In 2023, deaths due to COVID-19 fell markedly compared to 2020–2022, prompting the WHO to end the global health emergency on 6 May 2023. It is therefore timely to evaluate the overall mortality burden of the pandemic, focusing on 2020 and 2021 when its impact peaked. While early work relied on reported COVID-19 deaths, excess mortality—defined as the difference between observed deaths and those expected in the absence of the pandemic—has become the gold standard due to inconsistencies in surveillance data across countries. Most excess mortality studies are national-level, and regional analyses typically cover single countries using heterogeneous methods and indicators (e.g., life expectancy, death counts), hindering cross-country regional comparisons. Moreover, metrics like life expectancy and age-standardised death rates are not additive across years, limiting their ability to summarise the total burden over 2020 and 2021. This paper addresses these gaps by estimating ASYLL for 569 comparable regions across 25 European countries, forecasting expected (counterfactual) mortality with a CP-spline approach that accounts for regional diversity and yields confidence intervals. We quantify and map spatial disparities in excess mortality for each year and cumulatively, and analyse how geographic patterns shifted between 2020 and 2021.

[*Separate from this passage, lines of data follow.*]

use nalgebra::Complex;
use ndarray::Array1;

use crate::config::SNELL_IMAG_TOLERANCE;

#[cfg(test)]
mod tests {
    use super::*;

    fn c(re: f64) -> Complex<f64> {
        Complex::new(re, 0.0)
    }

    #[test]
    fn normal_incidence() {
        let theta_t = get_theta_t(c(0.0), c(1.0), c(1.5));
        assert!(theta_t.norm() < 1e-15);
    }

    #[test]
    fn oblique_incidence_matches_real_snell() {
        let theta_i = 30f64.to_radians();
        let theta_t = get_theta_t(c(theta_i), c(1.0), c(1.5));
        let expected = (theta_i.sin() / 1.5).asin();
        assert!((theta_t.re - expected).abs() < 1e-12);
        assert_eq!(theta_t.im, 0.0);
    }

    #[test]
    fn total_internal_reflection_gives_complex_angle() {
        let theta_i = 60f64.to_radians();
        let theta_t = get_theta_t(c(theta_i), c(1.5), c(1.0));
        assert!(theta_t.im.abs() > 0.0);
        assert!(theta_t.is_finite());
    }

    #[test]
    fn chain_returns_to_ambient_angle() {
        let cri = vec![
            Array1::from_elem(3, Complex::new(2.0, 0.0)),
            Array1::from_elem(3, Complex::new(1.4, 0.0)),
        ];
        let (angles, exit) = angle_chain(&cri, 25.0);
        assert_eq!(angles.len(), 2);
        for theta in exit.iter() {
            assert!((theta.re - 25f64.to_radians()).abs() < 1e-12);
        }
    }
}

/// Complex refraction angle from medium `m1` into medium `m2`.
/// Imaginary parts of the sine below round-off are dropped before the arcsine.
pub fn get_theta_t(theta_i: Complex<f64>, m1: Complex<f64>, m2: Complex<f64>) -> Complex<f64> {
    let mut sin_t = m1 * theta_i.sin() / m2;
    if sin_t.im.abs() < SNELL_IMAG_TOLERANCE {
        sin_t.im = 0.0;
    }
    sin_t.asin()
}

/// Propagation angle in every layer and in the exit ambient, seeded by the
/// ambient angle of incidence in degrees. `cri` holds one index curve per layer.
pub fn angle_chain(
    cri: &[Array1<Complex<f64>>],
    angle_deg: f64,
) -> (Vec<Array1<Complex<f64>>>, Array1<Complex<f64>>) {
    let ambient = Complex::new(crate::config::AMBIENT_INDEX, 0.0);
    let len = cri.first().map_or(0, |c| c.len());
    let mut theta = Array1::from_elem(len, Complex::new(angle_deg.to_radians(), 0.0));
    let mut above = Array1::from_elem(len, ambient);
    let mut angles = Vec::with_capacity(cri.len());
    for layer in cri {
        theta = Array1::from_iter(
            (0..len).map(|w| get_theta_t(theta[w], above[w], layer[w])),
        );
        angles.push(theta.clone());
        above = layer.clone();
    }
    let exit = Array1::from_iter((0..len).map(|w| get_theta_t(theta[w], above[w], ambient)));
    (angles, exit)
}
//! Failure taxonomy shared by stack assembly and the optics engine.

use std::path::{Path, PathBuf};
use thiserror::Error;

#[cfg(test)]
mod tests {
    use super::*;

    #[test]
    fn load_error_names_layer_and_path() {
        let err = StackError::load_file("layer 'absorber'", Path::new("db/si.dat"), "no data rows");
        let msg = err.to_string();
        assert!(msg.contains("absorber"));
        assert!(msg.contains("db/si.dat"));
        assert!(msg.contains("no data rows"));
    }

    #[test]
    fn load_error_without_path() {
        let err = StackError::load("reflection reference", "empty file");
        assert_eq!(err.to_string(), "cannot load reflection reference: empty file");
    }
}

#[derive(Debug, Error)]
pub enum StackError {
    /// Missing, unreadable or malformed material/reference data, or data that
    /// does not cover the simulation wavelength range.
    #[error("cannot load {subject}{}: {reason}", location(.path))]
    Load {
        subject: String,
        path: Option<PathBuf>,
        reason: String,
    },

    #[error("cannot write {}: {source}", .path.display())]
    Write {
        path: PathBuf,
        #[source]
        source: std::io::Error,
    },

    #[error("invalid configuration: {0}")]
    Configuration(String),

    #[error("numeric failure at {wavelength} nm: {reason}")]
    Numeric { wavelength: f64, reason: String },
}

fn location(path: &Option<PathBuf>) -> String {
    match path {
        Some(path) => format!(" from {}", path.display()),
        None => String::new(),
    }
}

impl StackError {
    pub fn load(subject: impl Into<String>, reason: impl Into<String>) -> Self {
        Self::Load {
            subject: subject.into(),
            path: None,
            reason: reason.into(),
        }
    }

    pub fn load_file(subject: impl Into<String>, path: &Path, reason: impl Into<String>) -> Self {
        Self::Load {
            subject: subject.into(),
            path: Some(path.to_path_buf()),
            reason: reason.into(),
        }
    }

    pub fn write(path: &Path, source: std::io::Error) -> Self {
        Self::Write {
            path: path.to_path_buf(),
            source,
        }
    }

    pub fn configuration(reason: impl Into<String>) -> Self {
        Self::Configuration(reason.into())
    }
}

pub type Result<T> = std::result::Result<T, StackError>;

The study situates itself within a literature that increasingly uses excess mortality to assess the pandemic’s impact, given limitations of reported COVID-19 death data. Prior work largely focuses on national estimates, with some single-country regional studies using differing baselines (pre-pandemic levels vs. forecasts) and indicators (life expectancy, death tolls), complicating cross-regional comparisons. Only two peer-reviewed studies enable simultaneous comparison of regional excess mortality across multiple European countries for 2020, and one study covers 200 NUTS-2 regions for 2020–2022 but omits Germany, the UK, Ireland, and Sweden. The UK ONS has provided weekly regional excess mortality for Europe online. These heterogeneous methods and indicators underscore the need for a harmonised, comparable regional assessment across countries and for both 2020 and 2021.
Data preparation: Subnational death and population counts by age and sex were compiled for 25 European countries from Eurostat, the Human Mortality Database, and national statistical offices. Spatial units followed the NUTS hierarchy to ensure comparability: NUTS-3 for Czechia, Denmark, France, Italy, Luxembourg, Poland, Slovakia, Spain, and Sweden; NUTS-2 for Austria, Belgium, Estonia, Finland, Hungary, Iceland, Latvia, Lithuania, the Netherlands, Norway, Portugal, Slovenia, Switzerland, England and Wales; NUTS-1 for Ireland, Northern Ireland, and Scotland. Germany used national "Raumordnungsregionen." Minor territorial adjustments were applied for consistency. Regional aggregates were validated against national HMD totals, showing negligible differences. Heterogeneous age groupings were harmonised to single years of age up to 95+, with ungrouping applied where needed. The final dataset comprised 569 regions with populations from ~40,000 (Bornholm, Denmark) to ~6.75 million (Madrid, Spain).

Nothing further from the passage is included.